Art 2-1 : Chacun peut se prévaloir de tous les droits et de toutes les libertés proclamés dans la présente Déclaration, sans distinction aucune, notamment de race, de couleur, de sexe, de langue, de religion, d’opinion politique ou de toute autre opinion, d’origine nationale ou sociale, de fortune, de naissance ou de toute autre situation.

Art 7  : Tous sont égaux devant la loi et ont droit sans distinction à une égale protection de la loi. Tous ont droit à une protection égale contre toute discrimination qui violerait la présente Déclaration et contre toute provocation à une telle discrimination.

Art 18  : Toute personne a droit à la liberté de pensée, de conscience et de religion ; ce droit implique la liberté de changer de religion ou de conviction ainsi que la liberté de manifester sa religion ou sa conviction, seule ou en commun, tant en public qu’en privé, par l’enseignement, les pratiques, le culte et l’accomplissement des rites.

Art 19 : Tout individu a droit à la liberté d’opinion et d’expression, ce qui implique le droit de ne pas être inquiété pour ses opinions et celui de chercher, de recevoir et de répandre, sans considérations de frontières, les informations et les idées par quelque moyen d’expression que ce soit.

Art 26-1 : Toute personne a droit à l’éducation. L’éducation doit être gratuite, au moins en ce qui concerne l’enseignement élémentaire et fondamental. L’enseignement élémentaire est obligatoire. (…)

Art 26-2 : L’éducation doit viser au plein épanouissement de la personnalité humaine et au renforcement du respect des droits de l’homme et des libertés fondamentales. Elle doit favoriser la compréhension, la tolérance et l’amitié entre toutes les nations et tous les groupes raciaux ou religieux, ainsi que le développement des activités des Nations Unies pour le maintien de la paix. Art 26-3 : Les parents ont, par priorité, le droit de choisir le genre d’éducation à donner à leurs enfants.

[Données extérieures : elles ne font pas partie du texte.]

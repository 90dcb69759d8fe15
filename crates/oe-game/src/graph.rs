//! The room graph.

use std::collections::BTreeMap;

use oe_core::{Direction, PuzzleId, RoomId, catalog};
use oe_puzzle::{Puzzle, preset};

use crate::error::{GameError, GameResult};
use crate::room::{Interactable, InteractionType, Room};

/// Every room in the game, keyed by id, plus the start room.
///
/// Rooms are created first and linked afterwards; exits never change once
/// the graph is built.
#[derive(Debug, Clone)]
pub struct RoomGraph {
    rooms: BTreeMap<RoomId, Room>,
    start: RoomId,
}

impl RoomGraph {
    /// A graph holding only the start room.
    pub fn new(start: Room) -> Self {
        let id = start.id();
        let mut rooms = BTreeMap::new();
        rooms.insert(id, start);
        Self { rooms, start: id }
    }

    /// The immigration office: eight rooms in a line, each linked forward to
    /// the next and backward to the previous.
    pub fn office() -> Self {
        let mut outside = Room::new(RoomId::Outside, "Outside the Irish Immigration Office");
        outside.inventory.add(catalog::item_from_name(catalog::BANANA_PEEL));

        let mut ticket = Room::new(RoomId::Ticket, "Ticket Machine Room - Take a number and cry");
        ticket.add_interactable(
            Interactable::new("ticketMachine", InteractionType::TakeTicket).with_description(
                "A ticket machine with a sticky touchscreen. It wants you to prove yourself.",
            ),
        );
        ticket.add_puzzle(preset::ticket_quiz());
        ticket.inventory.add(catalog::item_from_name(catalog::POPSICLE));

        let mut queue = Room::new(RoomId::Queue, "The Queue Room - A test of patience");
        queue.add_interactable(
            Interactable::new("guard", InteractionType::TalkToGuard)
                .with_description("A sweaty guard in a polyester uniform, eyeing the vending machine."),
        );
        queue.add_puzzle(preset::queue_guard());

        let mut security = Room::new(
            RoomId::Security,
            "Security Check - Metal detector and suspicious stares",
        );
        security.add_interactable(
            Interactable::new("metalDetector", InteractionType::SecurityCheck).with_description(
                "A metal detector. The guard beside it keeps glancing at the clock.",
            ),
        );
        security.add_puzzle(preset::security_check());

        let mut documents = Room::new(
            RoomId::Documents,
            "Document Verification Room - Missing photocopy simulator",
        );
        for name in [
            catalog::PASSPORT,
            catalog::VISA_APPLICATION,
            catalog::BIRTH_CERTIFICATE,
            catalog::EMPLOYMENT_LETTER,
        ] {
            documents.inventory.add(catalog::item_from_name(name));
        }

        let mut interview = Room::new(
            RoomId::Interview,
            "Interview Room - The final bureaucratic boss fight",
        );
        interview.add_interactable(
            Interactable::new("interviewer", InteractionType::StartInterview)
                .with_description("An interviewer with a stack of forms and no patience."),
        );
        interview.add_puzzle(preset::interview());

        let approval = Room::new(
            RoomId::Approval,
            "Approval Room - The land of the sacred green stamp",
        );
        let exit = Room::new(RoomId::Exit, "Exit - Freedom! You escaped the office.");

        let mut graph = Self::new(outside);
        for room in [ticket, queue, security, documents, interview, approval, exit] {
            graph.add_room(room);
        }
        for pair in RoomId::ALL.windows(2) {
            graph.link_both(pair[0], pair[1]);
        }
        graph
    }

    /// Add a room, replacing one with the same id.
    pub fn add_room(&mut self, room: Room) {
        self.rooms.insert(room.id(), room);
    }

    /// Link `from` forward to `to` and `to` backward to `from`. Ids that are
    /// not in the graph are skipped.
    pub fn link_both(&mut self, from: RoomId, to: RoomId) {
        if !(self.rooms.contains_key(&from) && self.rooms.contains_key(&to)) {
            return;
        }
        if let Some(room) = self.rooms.get_mut(&from) {
            room.set_exit(Direction::Forward, to);
        }
        if let Some(room) = self.rooms.get_mut(&to) {
            room.set_exit(Direction::Backward, from);
        }
    }

    /// Where new games begin.
    pub fn start_room(&self) -> RoomId {
        self.start
    }

    /// All rooms, ordered by id.
    pub fn rooms(&self) -> impl Iterator<Item = &Room> {
        self.rooms.values()
    }

    /// All rooms, mutably.
    pub fn rooms_mut(&mut self) -> impl Iterator<Item = &mut Room> {
        self.rooms.values_mut()
    }

    /// Whether the graph contains a room.
    pub fn contains(&self, id: RoomId) -> bool {
        self.rooms.contains_key(&id)
    }

    /// Look up a room.
    pub fn room(&self, id: RoomId) -> GameResult<&Room> {
        self.rooms
            .get(&id)
            .ok_or_else(|| GameError::RoomNotInGraph(id.to_string()))
    }

    /// Look up a room mutably.
    pub fn room_mut(&mut self, id: RoomId) -> GameResult<&mut Room> {
        self.rooms
            .get_mut(&id)
            .ok_or_else(|| GameError::RoomNotInGraph(id.to_string()))
    }

    /// Find a room by its save-file name.
    pub fn find_by_name(&self, name: &str) -> Option<&Room> {
        RoomId::from_name(name).and_then(|id| self.rooms.get(&id))
    }

    /// Find a puzzle wherever it lives.
    pub fn puzzle(&self, id: PuzzleId) -> Option<&Puzzle> {
        self.rooms.values().find_map(|room| room.puzzle(id))
    }

    /// Find a puzzle mutably wherever it lives.
    pub fn puzzle_mut(&mut self, id: PuzzleId) -> Option<&mut Puzzle> {
        self.rooms.values_mut().find_map(|room| room.puzzle_mut(id))
    }

    /// Whether a puzzle exists and is solved.
    pub fn is_solved(&self, id: PuzzleId) -> bool {
        self.puzzle(id).is_some_and(Puzzle::is_solved)
    }

    /// Rooms on the forward path from the start, up to and including
    /// `target`. Empty if `target` is not on that path.
    pub fn forward_path_to(&self, target: RoomId) -> Vec<RoomId> {
        let mut path = Vec::new();
        let mut current = Some(self.start);
        while let Some(id) = current {
            if path.contains(&id) {
                break;
            }
            path.push(id);
            if id == target {
                return path;
            }
            current = self
                .rooms
                .get(&id)
                .and_then(|room| room.exit(Direction::Forward));
        }
        Vec::new()
    }
}
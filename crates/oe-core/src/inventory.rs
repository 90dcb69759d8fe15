use std::collections::BTreeMap;

use serde::{Deserialize, Serialize};

use crate::item::Item;

/// A keyed collection of items. Keys are item names, so adding an item whose
/// name is already present replaces the old one.
///
/// Iteration order is by name, which keeps save files and listings stable.
#[derive(Debug, Clone, Default, PartialEq, Eq, Serialize, Deserialize)]
pub struct Inventory {
    items: BTreeMap<String, Item>,
}

impl Inventory {
    /// Create an empty inventory.
    pub fn new() -> Self {
        Self::default()
    }

    /// Add an item, replacing any item with the same name.
    pub fn add(&mut self, item: Item) {
        self.items.insert(item.name().to_string(), item);
    }

    /// Remove an item by name, returning it if it was present.
    pub fn remove(&mut self, name: &str) -> Option<Item> {
        self.items.remove(name)
    }

    /// Check whether an item with this name is present.
    pub fn contains(&self, name: &str) -> bool {
        self.items.contains_key(name)
    }

    /// Check whether every name in `names` is present.
    pub fn contains_all<'a>(&self, names: impl IntoIterator<Item = &'a str>) -> bool {
        names.into_iter().all(|name| self.contains(name))
    }

    /// Get an item by name.
    pub fn get(&self, name: &str) -> Option<&Item> {
        self.items.get(name)
    }

    /// Iterate over items in name order.
    pub fn iter(&self) -> impl Iterator<Item = &Item> {
        self.items.values()
    }

    /// Item names in name order.
    pub fn names(&self) -> impl Iterator<Item = &str> {
        self.items.keys().map(String::as_str)
    }

    /// Number of items held.
    pub fn len(&self) -> usize {
        self.items.len()
    }

    /// Whether the inventory holds nothing.
    pub fn is_empty(&self) -> bool {
        self.items.is_empty()
    }

    /// Move an item from `self` into `other`. Returns false if `self` did not
    /// hold it, in which case neither inventory changes.
    pub fn transfer_to(&mut self, other: &mut Inventory, name: &str) -> bool {
        match self.remove(name) {
            Some(item) => {
                other.add(item);
                true
            }
            None => false,
        }
    }
}

impl FromIterator<Item> for Inventory {
    fn from_iter<T: IntoIterator<Item = Item>>(iter: T) -> Self {
        let mut inventory = Inventory::new();
        for item in iter {
            inventory.add(item);
        }
        inventory
    }
}

impl Extend<Item> for Inventory {
    fn extend<T: IntoIterator<Item = Item>>(&mut self, iter: T) {
        for item in iter {
            self.add(item);
        }
    }
}
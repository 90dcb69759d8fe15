use std::fmt;

use serde::{Deserialize, Serialize};

/// A named object the player can carry.
///
/// The name doubles as the key inside an [`Inventory`](crate::Inventory), so
/// two items with the same name are the same item as far as the game cares.
#[derive(Debug, Clone, PartialEq, Eq, Hash, Serialize, Deserialize)]
pub struct Item {
    name: String,
    description: String,
}

impl Item {
    /// Create an item with a name and a description.
    pub fn new(name: impl Into<String>, description: impl Into<String>) -> Self {
        Self {
            name: name.into(),
            description: description.into(),
        }
    }

    /// The item's name (its identity).
    pub fn name(&self) -> &str {
        &self.name
    }

    /// Human-readable description.
    pub fn description(&self) -> &str {
        &self.description
    }
}

impl fmt::Display for Item {
    fn fmt(&self, f: &mut fmt::Formatter<'_>) -> fmt::Result {
        write!(f, "{}", self.name)
    }
}

#[cfg(test)]
mod tests {
    use super::*;

    #[test]
    fn accessors() {
        let item = Item::new("popsicle", "Cold.");
        assert_eq!(item.name(), "popsicle");
        assert_eq!(item.description(), "Cold.");
        assert_eq!(item.to_string(), "popsicle");
    }
}
//! Room entry rules.
//!
//! One table answers both "may the player enter?" and "why not?", so the
//! two can never disagree.

use oe_core::{Player, PuzzleId, RoomId, catalog};
use tracing::debug;

use crate::graph::RoomGraph;

/// Something a room asks of the player before letting them in.
#[derive(Debug, Clone, Copy, PartialEq, Eq)]
pub enum Requirement {
    /// Carry an item.
    Carry {
        /// Item name.
        item: &'static str,
        /// How the requirement reads in a block message.
        phrase: &'static str,
    },
    /// Have solved a puzzle somewhere in the graph.
    Solved {
        /// Puzzle id.
        puzzle: PuzzleId,
        /// How the requirement reads in a block message.
        phrase: &'static str,
    },
}

impl Requirement {
    /// Whether the requirement currently holds.
    pub fn is_met(&self, player: &Player, graph: &RoomGraph) -> bool {
        match self {
            Requirement::Carry { item, .. } => player.has_item(item),
            Requirement::Solved { puzzle, .. } => graph.is_solved(*puzzle),
        }
    }

    /// How the requirement reads to the player.
    pub fn phrase(&self) -> &'static str {
        match self {
            Requirement::Carry { phrase, .. } | Requirement::Solved { phrase, .. } => *phrase,
        }
    }
}

/// The requirements guarding one room.
#[derive(Debug, Clone, Copy, PartialEq, Eq)]
pub struct EntryRule {
    /// The guarded room.
    pub room: RoomId,
    /// Every requirement must hold.
    pub requires: &'static [Requirement],
}

const BRIBE_GUARD: Requirement = Requirement::Solved {
    puzzle: PuzzleId::QueueGuard,
    phrase: "bribe the guard to skip the line",
};

const PASS_SECURITY: Requirement = Requirement::Solved {
    puzzle: PuzzleId::Security,
    phrase: "pass through security",
};

/// The office's entry rules.
pub const ENTRY_RULES: &[EntryRule] = &[
    EntryRule {
        room: RoomId::Queue,
        requires: &[Requirement::Carry {
            item: catalog::TICKET,
            phrase: "take a ticket from the machine",
        }],
    },
    EntryRule {
        room: RoomId::Security,
        requires: &[BRIBE_GUARD],
    },
    EntryRule {
        room: RoomId::Interview,
        requires: &[BRIBE_GUARD, PASS_SECURITY],
    },
];

/// Whether a move is allowed, and why not.
#[derive(Debug, Clone, PartialEq, Eq)]
pub struct EntryDecision {
    /// The player may enter.
    pub allowed: bool,
    /// Set when `allowed` is false.
    pub reason: Option<String>,
}

impl EntryDecision {
    fn allow() -> Self {
        Self {
            allowed: true,
            reason: None,
        }
    }
}

/// The rule guarding a room, if any.
pub fn rule_for(room: RoomId) -> Option<&'static EntryRule> {
    ENTRY_RULES.iter().find(|rule| rule.room == room)
}

/// Decide whether `player` may enter `room`. Pure.
pub fn check_entry(room: RoomId, player: &Player, graph: &RoomGraph) -> EntryDecision {
    let Some(rule) = rule_for(room) else {
        return EntryDecision::allow();
    };
    let unmet: Vec<&str> = rule
        .requires
        .iter()
        .filter(|req| !req.is_met(player, graph))
        .map(Requirement::phrase)
        .collect();
    if unmet.is_empty() {
        return EntryDecision::allow();
    }

    debug!(%room, ?unmet, "entry blocked");
    EntryDecision {
        allowed: false,
        reason: Some(format!("You need to {} first.", join_phrases(&unmet))),
    }
}

fn join_phrases(phrases: &[&str]) -> String {
    match phrases {
        [] => String::new(),
        [only] => (*only).to_string(),
        [init @ .., last] => format!("{} and {last}", init.join(", ")),
    }
}

/// Mark solved every puzzle that gates a room on the forward path up to
/// `room`. A save stores only the room, so reaching it proves these.
pub fn restore_implied_progress(graph: &mut RoomGraph, room: RoomId) -> Vec<PuzzleId> {
    let mut restored = Vec::new();
    for id in graph.forward_path_to(room) {
        let Some(rule) = rule_for(id) else { continue };
        for req in rule.requires {
            if let Requirement::Solved { puzzle, .. } = req
                && let Some(p) = graph.puzzle_mut(*puzzle)
                && !p.is_solved()
            {
                p.mark_solved();
                restored.push(*puzzle);
            }
        }
    }
    restored
}

#[cfg(test)]
mod tests {
    use super::*;
    use oe_core::Item;
    use proptest::prelude::*;

    fn player() -> Player {
        Player::new("Tester", RoomId::Queue)
    }

    #[test]
    fn unguarded_rooms_allow() {
        let graph = RoomGraph::office();
        for room in [RoomId::Outside, RoomId::Ticket, RoomId::Documents, RoomId::Exit] {
            assert!(check_entry(room, &player(), &graph).allowed);
        }
    }

    #[test]
    fn queue_needs_ticket() {
        let graph = RoomGraph::office();
        let mut p = player();
        let blocked = check_entry(RoomId::Queue, &p, &graph);
        assert!(!blocked.allowed);
        assert_eq!(
            blocked.reason.as_deref(),
            Some("You need to take a ticket from the machine first.")
        );

        p.inventory.add(Item::new(catalog::TICKET, ""));
        assert_eq!(check_entry(RoomId::Queue, &p, &graph), EntryDecision::allow());
    }

    #[test]
    fn security_needs_guard() {
        let mut graph = RoomGraph::office();
        let p = player();
        let blocked = check_entry(RoomId::Security, &p, &graph);
        assert_eq!(
            blocked.reason.as_deref(),
            Some("You need to bribe the guard to skip the line first.")
        );

        if let Some(guard) = graph.puzzle_mut(PuzzleId::QueueGuard) {
            guard.mark_solved();
        }
        let open = check_entry(RoomId::Security, &p, &graph);
        assert!(open.allowed);
        assert_eq!(open.reason, None);
    }

    #[test]
    fn interview_names_every_unmet_requirement() {
        let mut graph = RoomGraph::office();
        let p = player();
        assert_eq!(
            check_entry(RoomId::Interview, &p, &graph).reason.as_deref(),
            Some("You need to bribe the guard to skip the line and pass through security first.")
        );

        if let Some(guard) = graph.puzzle_mut(PuzzleId::QueueGuard) {
            guard.mark_solved();
        }
        assert_eq!(
            check_entry(RoomId::Interview, &p, &graph).reason.as_deref(),
            Some("You need to pass through security first.")
        );
    }

    #[test]
    fn check_is_pure() {
        let graph = RoomGraph::office();
        let p = player();
        let first = check_entry(RoomId::Security, &p, &graph);
        let second = check_entry(RoomId::Security, &p, &graph);
        assert_eq!(first, second);
    }

    #[test]
    fn implied_progress_up_to_room() {
        let mut graph = RoomGraph::office();
        assert!(restore_implied_progress(&mut graph, RoomId::Queue).is_empty());

        let restored = restore_implied_progress(&mut graph, RoomId::Documents);
        assert_eq!(restored, vec![PuzzleId::QueueGuard]);
        assert!(graph.is_solved(PuzzleId::QueueGuard));
        assert!(!graph.is_solved(PuzzleId::Security));

        let restored = restore_implied_progress(&mut graph, RoomId::Exit);
        assert_eq!(restored, vec![PuzzleId::Security]);
    }

    #[test]
    fn join_phrases_reads_naturally() {
        assert_eq!(join_phrases(&["a"]), "a");
        assert_eq!(join_phrases(&["a", "b"]), "a and b");
        assert_eq!(join_phrases(&["a", "b", "c"]), "a, b and c");
    }

    proptest! {
        #[test]
        fn decision_depends_only_on_state(
            room in 0..RoomId::ALL.len(),
            ticket in any::<bool>(),
            guard in any::<bool>(),
            security in any::<bool>(),
        ) {
            let room = RoomId::ALL[room];
            let mut graph = RoomGraph::office();
            let mut p = player();
            if ticket {
                p.inventory.add(Item::new(catalog::TICKET, ""));
            }
            for (solved, id) in [(guard, PuzzleId::QueueGuard), (security, PuzzleId::Security)] {
                if solved && let Some(puzzle) = graph.puzzle_mut(id) {
                    puzzle.mark_solved();
                }
            }

            let first = check_entry(room, &p, &graph);
            let second = check_entry(room, &p, &graph);
            prop_assert_eq!(&first, &second);
            prop_assert_eq!(first.allowed, first.reason.is_none());
        }
    }
}
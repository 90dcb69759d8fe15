//! Rooms and their hotspots.

use std::collections::{BTreeMap, HashMap};

use oe_core::{Direction, InteractionResult, Inventory, PuzzleId, RoomId, ViewUpdate};
use oe_puzzle::Puzzle;
use tracing::debug;

/// What clicking a hotspot is meant to do.
#[derive(Debug, Clone, Copy, PartialEq, Eq, Hash)]
pub enum InteractionType {
    /// Use the ticket machine.
    TakeTicket,
    /// Talk to the queue guard.
    TalkToGuard,
    /// Walk up to the metal detector.
    SecurityCheck,
    /// Sit down for the interview.
    StartInterview,
}

impl InteractionType {
    /// The puzzle this interaction opens, by fixed convention.
    pub fn puzzle(&self) -> PuzzleId {
        match self {
            Self::TakeTicket => PuzzleId::Ticket,
            Self::TalkToGuard => PuzzleId::QueueGuard,
            Self::SecurityCheck => PuzzleId::Security,
            Self::StartInterview => PuzzleId::Interview,
        }
    }

    /// Display name.
    pub fn name(&self) -> &'static str {
        match self {
            Self::TakeTicket => "take ticket",
            Self::TalkToGuard => "talk to guard",
            Self::SecurityCheck => "security check",
            Self::StartInterview => "start interview",
        }
    }
}

/// How the player touches a hotspot.
#[derive(Debug, Clone, Copy, Default, PartialEq, Eq)]
pub enum HotspotAction {
    /// Use it.
    #[default]
    Click,
    /// Look at it closely.
    Examine,
}

/// A clickable thing in a room.
#[derive(Debug, Clone, PartialEq, Eq)]
pub struct Interactable {
    /// Unique within its room.
    pub id: String,
    /// Routing key.
    pub kind: InteractionType,
    /// Disabled hotspots ignore clicks.
    pub enabled: bool,
    /// Shown on examine.
    pub description: Option<String>,
}

impl Interactable {
    /// An enabled hotspot without a description.
    pub fn new(id: impl Into<String>, kind: InteractionType) -> Self {
        Self {
            id: id.into(),
            kind,
            enabled: true,
            description: None,
        }
    }

    /// Set the examine text.
    pub fn with_description(mut self, description: impl Into<String>) -> Self {
        self.description = Some(description.into());
        self
    }
}

/// A room: exits, hotspots, puzzles, and the items lying around.
#[derive(Debug, Clone)]
pub struct Room {
    id: RoomId,
    description: String,
    exits: HashMap<Direction, RoomId>,
    interactables: BTreeMap<String, Interactable>,
    puzzles: BTreeMap<PuzzleId, Puzzle>,
    /// Items on the floor.
    pub inventory: Inventory,
}

impl Room {
    /// An empty room.
    pub fn new(id: RoomId, description: impl Into<String>) -> Self {
        Self {
            id,
            description: description.into(),
            exits: HashMap::new(),
            interactables: BTreeMap::new(),
            puzzles: BTreeMap::new(),
            inventory: Inventory::new(),
        }
    }

    /// Room id.
    pub fn id(&self) -> RoomId {
        self.id
    }

    /// Room name, as written to save files.
    pub fn name(&self) -> &'static str {
        self.id.name()
    }

    /// What the player sees on entering.
    pub fn description(&self) -> &str {
        &self.description
    }

    pub(crate) fn set_exit(&mut self, direction: Direction, to: RoomId) {
        self.exits.insert(direction, to);
    }

    /// Neighbour in a direction.
    pub fn exit(&self, direction: Direction) -> Option<RoomId> {
        self.exits.get(&direction).copied()
    }

    /// All exits, in [`Direction::ALL`] order.
    pub fn exits(&self) -> Vec<(Direction, RoomId)> {
        Direction::ALL
            .into_iter()
            .filter_map(|d| self.exit(d).map(|to| (d, to)))
            .collect()
    }

    /// Add a hotspot, replacing one with the same id.
    pub fn add_interactable(&mut self, interactable: Interactable) {
        self.interactables.insert(interactable.id.clone(), interactable);
    }

    /// Look up a hotspot.
    pub fn interactable(&self, id: &str) -> Option<&Interactable> {
        self.interactables.get(id)
    }

    /// All hotspots, ordered by id.
    pub fn interactables(&self) -> impl Iterator<Item = &Interactable> {
        self.interactables.values()
    }

    /// Add a puzzle, replacing one with the same id.
    pub fn add_puzzle(&mut self, puzzle: Puzzle) {
        self.puzzles.insert(puzzle.id(), puzzle);
    }

    /// Look up a puzzle.
    pub fn puzzle(&self, id: PuzzleId) -> Option<&Puzzle> {
        self.puzzles.get(&id)
    }

    /// Look up a puzzle mutably.
    pub fn puzzle_mut(&mut self, id: PuzzleId) -> Option<&mut Puzzle> {
        self.puzzles.get_mut(&id)
    }

    /// All puzzles in this room.
    pub fn puzzles(&self) -> impl Iterator<Item = &Puzzle> {
        self.puzzles.values()
    }

    /// Apply enable/disable updates aimed at this room's hotspots. Updates
    /// naming other hotspots, and animations, are left for the presenter.
    pub fn apply_view_updates(&mut self, updates: &[ViewUpdate]) {
        for update in updates {
            let (id, enabled) = match update {
                ViewUpdate::EnableHotspot(id) => (id, true),
                ViewUpdate::DisableHotspot(id) => (id, false),
                ViewUpdate::PlayAnimation(_) => continue,
            };
            if let Some(hotspot) = self.interactables.get_mut(id) {
                hotspot.enabled = enabled;
            }
        }
    }

    /// Route a hotspot action. The hotspot only picks a puzzle; the puzzle
    /// holds the logic.
    pub fn interact(&self, hotspot_id: &str, action: HotspotAction) -> InteractionResult {
        let Some(hotspot) = self.interactables.get(hotspot_id).filter(|h| h.enabled) else {
            return InteractionResult::message("You can't interact with that.");
        };

        if action == HotspotAction::Examine {
            return InteractionResult::message(
                hotspot
                    .description
                    .clone()
                    .unwrap_or_else(|| "You see nothing special.".to_string()),
            );
        }

        let puzzle = hotspot.kind.puzzle();
        debug!(room = %self.id, hotspot = hotspot_id, %puzzle, "hotspot clicked");
        if self.puzzles.contains_key(&puzzle) {
            InteractionResult::puzzle_triggered(puzzle)
        } else {
            InteractionResult::message("Nothing happens.")
        }
    }
}

#[cfg(test)]
mod tests {
    use super::*;
    use oe_core::Outcome;
    use oe_puzzle::preset;

    fn ticket_room() -> Room {
        let mut room = Room::new(RoomId::Ticket, "Ticket Machine Room");
        room.add_interactable(
            Interactable::new("ticketMachine", InteractionType::TakeTicket)
                .with_description("It hums ominously."),
        );
        room.add_puzzle(preset::ticket_quiz());
        room
    }

    #[test]
    fn click_routes_to_puzzle() {
        let room = ticket_room();
        let result = room.interact("ticketMachine", HotspotAction::Click);
        assert_eq!(
            result.outcome,
            Outcome::PuzzleTriggered {
                puzzle: PuzzleId::Ticket
            }
        );
    }

    #[test]
    fn unknown_hotspot() {
        let room = ticket_room();
        let result = room.interact("vendingMachine", HotspotAction::Click);
        assert_eq!(result.message_text(), Some("You can't interact with that."));
    }

    #[test]
    fn disabled_hotspot() {
        let mut room = ticket_room();
        room.apply_view_updates(&[ViewUpdate::DisableHotspot("ticketMachine".to_string())]);
        let result = room.interact("ticketMachine", HotspotAction::Click);
        assert_eq!(result.message_text(), Some("You can't interact with that."));

        room.apply_view_updates(&[ViewUpdate::EnableHotspot("ticketMachine".to_string())]);
        assert!(room.interact("ticketMachine", HotspotAction::Click).message_text().is_none());
    }

    #[test]
    fn missing_puzzle_falls_through() {
        let mut room = Room::new(RoomId::Queue, "Queue");
        room.add_interactable(Interactable::new("guard", InteractionType::TalkToGuard));
        let result = room.interact("guard", HotspotAction::Click);
        assert_eq!(result.message_text(), Some("Nothing happens."));
    }

    #[test]
    fn examine_shows_description() {
        let room = ticket_room();
        let result = room.interact("ticketMachine", HotspotAction::Examine);
        assert_eq!(result.message_text(), Some("It hums ominously."));

        let mut bare = Room::new(RoomId::Queue, "Queue");
        bare.add_interactable(Interactable::new("guard", InteractionType::TalkToGuard));
        let result = bare.interact("guard", HotspotAction::Examine);
        assert_eq!(result.message_text(), Some("You see nothing special."));
    }

    #[test]
    fn exits_listed_in_direction_order() {
        let mut room = Room::new(RoomId::Queue, "Queue");
        room.set_exit(Direction::Backward, RoomId::Ticket);
        room.set_exit(Direction::Forward, RoomId::Security);
        assert_eq!(
            room.exits(),
            vec![
                (Direction::Forward, RoomId::Security),
                (Direction::Backward, RoomId::Ticket)
            ]
        );
    }
}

Art 29-1 : L’individu a des devoirs envers la communauté dans laquelle seul le libre et plein développement de sa personnalité est possible.

Art 29-2 : Dans l’exercice de ses droits et dans la jouissance de ses libertés, chacun n’est soumis qu’aux limitations établies par la loi exclusivement en vue d’assurer la reconnaissance et le respect des droits et libertés d’autrui et afin de satisfaire aux justes exigences de la morale, de l’ordre public et du bien être général dans une société démocratique.

Art 29-3 : Ces droits et libertés ne pourront, en aucun cas, s’exercer contrairement aux buts et aux principes des Nations Unies.

Le pacte international relatif aux droits économiques, sociaux et culturels (16 décembre 1966)

Art 2-2  : Les états parties au présent pacte s’engagent à garantir que les droits qui y sont énoncés seront exercés sans discrimination aucune fondée sur la race, la couleur, le sexe, la langue, la religion, l’opinion politique ou toute autre opinion, l’origine nationale ou sociale, la fortune, la naissance ou tout autre situation.

Art 13-1 : Les états parties au présent pacte reconnaissent le droit de toute personne à l’éducation. Ils conviennent que l’éducation doit viser au plein épanouissement de la personnalité humaine et du sens de sa dignité et renforcer le respect des droits de l’Homme et des libertés fondamentales. Ils conviennent en outre que l’éducation doit mettre toute personne en mesure de jouer un rôle utile dans une société libre, favoriser la compréhension, la tolérance et l’amitié entre toutes les nations et les groupes raciaux, ethniques ou religieux et encourager le développement des activités des Nations Unies pour le maintien de la paix.

Le pacte international relatif aux droits civils et politiques(16 décembre 1966)

Art 18-1 : Toute personne a droit à la liberté de pensée, de conscience et de religion ; ce droit implique la liberté d’avoir ou d’adopter une religion ou une conviction de son choix, ainsi que la liberté de manifester sa religion ou sa conviction, individuellement ou en commun, tant en public qu’en privé, par le culte et l’accomplissement des rites, les pratiques et par l’enseignement. Art 18-2 : Nul ne subira de contrainte pouvant porter atteinte à sa liberté d’avoir ou d’adopter une religion ou une conviction de son choix.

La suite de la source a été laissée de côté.